Goal of the exercise >> Would you copy all lines in the data that contain the word "static"?

[Exercise inputs]

pub static CARE: DesignSystem = DesignSystem {
    id: DesignSystemId::Care,
    name: "Care",
    light: Palette {
        primary: "#0d9488",
        accent: "#06b6d4",
        background: "#f0fdfa",
        surface: "#ffffff",
        text: "#134e4a",
        text_muted: "#6b7280",
        success: "#16a34a",
        warning: "#d97706",
        danger: "#dc2626",
    },
    dark: Palette {
        primary: "#2dd4bf",
        accent: "#22d3ee",
        background: "#042f2e",
        surface: "#134e4a",
        text: "#ccfbf1",
        text_muted: "#94a3b8",
        success: "#4ade80",
        warning: "#fbbf24",
        danger: "#f87171",
    },
    typography: Typography {
        font_family: "'Nunito Sans', system-ui, sans-serif",
        heading_family: "'Nunito Sans', system-ui, sans-serif",
        base_size: "15px",
    },
    border_radius: "12px",
    spacing_unit: "8px",
    shadow: ShadowLevel::Subtle,
    animation_speed: "200ms",
    animation_easing: "ease-in-out",
    components: ComponentPrefs {
        button_shape: ButtonShape::Pill,
        card_style: CardStyle::Elevated,
        table_density: TableDensity::Comfortable,
    },
};

pub static INDUSTRIAL: DesignSystem = DesignSystem {
    id: DesignSystemId::Industrial,
    name: "Industrial",
    light: Palette {
        primary: "#1e293b",
        accent: "#f59e0b",
        background: "#f1f5f9",
        surface: "#ffffff",
        text: "#0f172a",
        text_muted: "#64748b",
        success: "#16a34a",
        warning: "#d97706",
        danger: "#b91c1c",
    },
    dark: Palette {
        primary: "#475569",
        accent: "#fbbf24",
        background: "#0f172a",
        surface: "#1e293b",
        text: "#e2e8f0",
        text_muted: "#94a3b8",
        success: "#22c55e",
        warning: "#fbbf24",
        danger: "#ef4444",
    },
    typography: Typography {
        font_family: "Barlow, system-ui, sans-serif",
        heading_family: "'Barlow Condensed', system-ui, sans-serif",
        base_size: "15px",
    },
    border_radius: "4px",
    spacing_unit: "8px",
    shadow: ShadowLevel::Medium,
    animation_speed: "100ms",
    animation_easing: "ease-out",
    components: ComponentPrefs {
        button_shape: ButtonShape::Sharp,
        card_style: CardStyle::Outlined,
        table_density: TableDensity::Compact,
    },
};

pub static CRAFT: DesignSystem = DesignSystem {
    id: DesignSystemId::Craft,
    name: "Craft",
    light: Palette {
        primary: "#c2410c",
        accent: "#ca8a04",
        background: "#fffbeb",
        surface: "#ffffff",
        text: "#431407",
        text_muted: "#78716c",
        success: "#65a30d",
        warning: "#d97706",
        danger: "#dc2626",
    },
    dark: Palette {
        primary: "#fb923c",
        accent: "#facc15",
        background: "#1c1917",
        surface: "#292524",
        text: "#fafaf9",
        text_muted: "#a8a29e",
        success: "#84cc16",
        warning: "#fbbf24",
        danger: "#f87171",
    },
    typography: Typography {
        font_family: "Karla, system-ui, sans-serif",
        heading_family: "Lora, Georgia, serif",
        base_size: "15px",
    },
    border_radius: "10px",
    spacing_unit: "8px",
    shadow: ShadowLevel::Subtle,
    animation_speed: "250ms",
    animation_easing: "ease-in-out",
    components: ComponentPrefs {
        button_shape: ButtonShape::Rounded,
        card_style: CardStyle::Elevated,
        table_density: TableDensity::Comfortable,
    },
};

pub static MODERN: DesignSystem = DesignSystem {
    id: DesignSystemId::Modern,
    name: "Modern",
    light: Palette {
        primary: "#6366f1",
        accent: "#8b5cf6",
        background: "#fafafa",
        surface: "#ffffff",
        text: "#18181b",
        text_muted: "#71717a",
        success: "#22c55e",
        warning: "#f59e0b",
        danger: "#ef4444",
    },
    dark: Palette {
        primary: "#818cf8",
        accent: "#a78bfa",
        background: "#09090b",
        surface: "#18181b",
        text: "#fafafa",
        text_muted: "#a1a1aa",
        success: "#4ade80",
        warning: "#fbbf24",
        danger: "#f87171",
    },
    typography: Typography {
        font_family: "Inter, system-ui, sans-serif",
        heading_family: "Inter, system-ui, sans-serif",
        base_size: "15px",
    },
    border_radius: "8px",
    spacing_unit: "8px",
    shadow: ShadowLevel::Subtle,
    animation_speed: "150ms",
    animation_easing: "cubic-bezier(0.4, 0, 0.2, 1)",
    components: ComponentPrefs {
        button_shape: ButtonShape::Rounded,
        card_style: CardStyle::Flat,
        table_density: TableDensity::Comfortable,
    },
};

pub static LUXURY: DesignSystem = DesignSystem {
    id: DesignSystemId::Luxury,
    name: "Luxury",
    light: Palette {
        primary: "#1c1917",
        accent: "#ca8a04",
        background: "#fafaf9",
        surface: "#ffffff",
        text: "#1c1917",
        text_muted: "#78716c",
        success: "#15803d",
        warning: "#b45309",
        danger: "#b91c1c",
    },
    dark: Palette {
        primary: "#e7e5e4",
        accent: "#eab308",
        background: "#0c0a09",
        surface: "#1c1917",
        text: "#f5f5f4",
        text_muted: "#a8a29e",
        success: "#22c55e",
        warning: "#eab308",
        danger: "#ef4444",
    },
    typography: Typography {
        font_family: "Montserrat, system-ui, sans-serif",
        heading_family: "'Cormorant Garamond', Georgia, serif",
        base_size: "15px",
    },
    border_radius: "2px",
    spacing_unit: "10px",
    shadow: ShadowLevel::Medium,
    animation_speed: "300ms",
    animation_easing: "ease",
    components: ComponentPrefs {
        button_shape: ButtonShape::Sharp,
        card_style: CardStyle::Elevated,
        table_density: TableDensity::Comfortable,
    },
};

pub static FRIENDLY: DesignSystem = DesignSystem {
    id: DesignSystemId::Friendly,
    name: "Friendly",
    light: Palette {
        primary: "#ea580c",
        accent: "#0284c7",
        background: "#fff7ed",
        surface: "#ffffff",
        text: "#1f2937",
        text_muted: "#6b7280",
        success: "#16a34a",
        warning: "#d97706",
        danger: "#dc2626",
    },
    dark: Palette {
        primary: "#fb923c",
        accent: "#38bdf8",
        background: "#1c1917",
        surface: "#292524",
        text: "#fafaf9",
        text_muted: "#a8a29e",
        success: "#4ade80",
        warning: "#fbbf24",
        danger: "#f87171",
    },
    typography: Typography {
        font_family: "Nunito, system-ui, sans-serif",
        heading_family: "Quicksand, system-ui, sans-serif",
        base_size: "16px",
    },
    border_radius: "16px",
    spacing_unit: "8px",
    shadow: ShadowLevel::Subtle,
    animation_speed: "200ms",
    animation_easing: "ease-out",
    components: ComponentPrefs {
        button_shape: ButtonShape::Pill,
        card_style: CardStyle::Elevated,
        table_density: TableDensity::Comfortable,
    },
};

[/Exercise inputs]

Finished exercise >>
pub static CARE: DesignSystem = DesignSystem {
pub static INDUSTRIAL: DesignSystem = DesignSystem {
pub static CRAFT: DesignSystem = DesignSystem {
pub static MODERN: DesignSystem = DesignSystem {
pub static LUXURY: DesignSystem = DesignSystem {
pub static FRIENDLY: DesignSystem = DesignSystem {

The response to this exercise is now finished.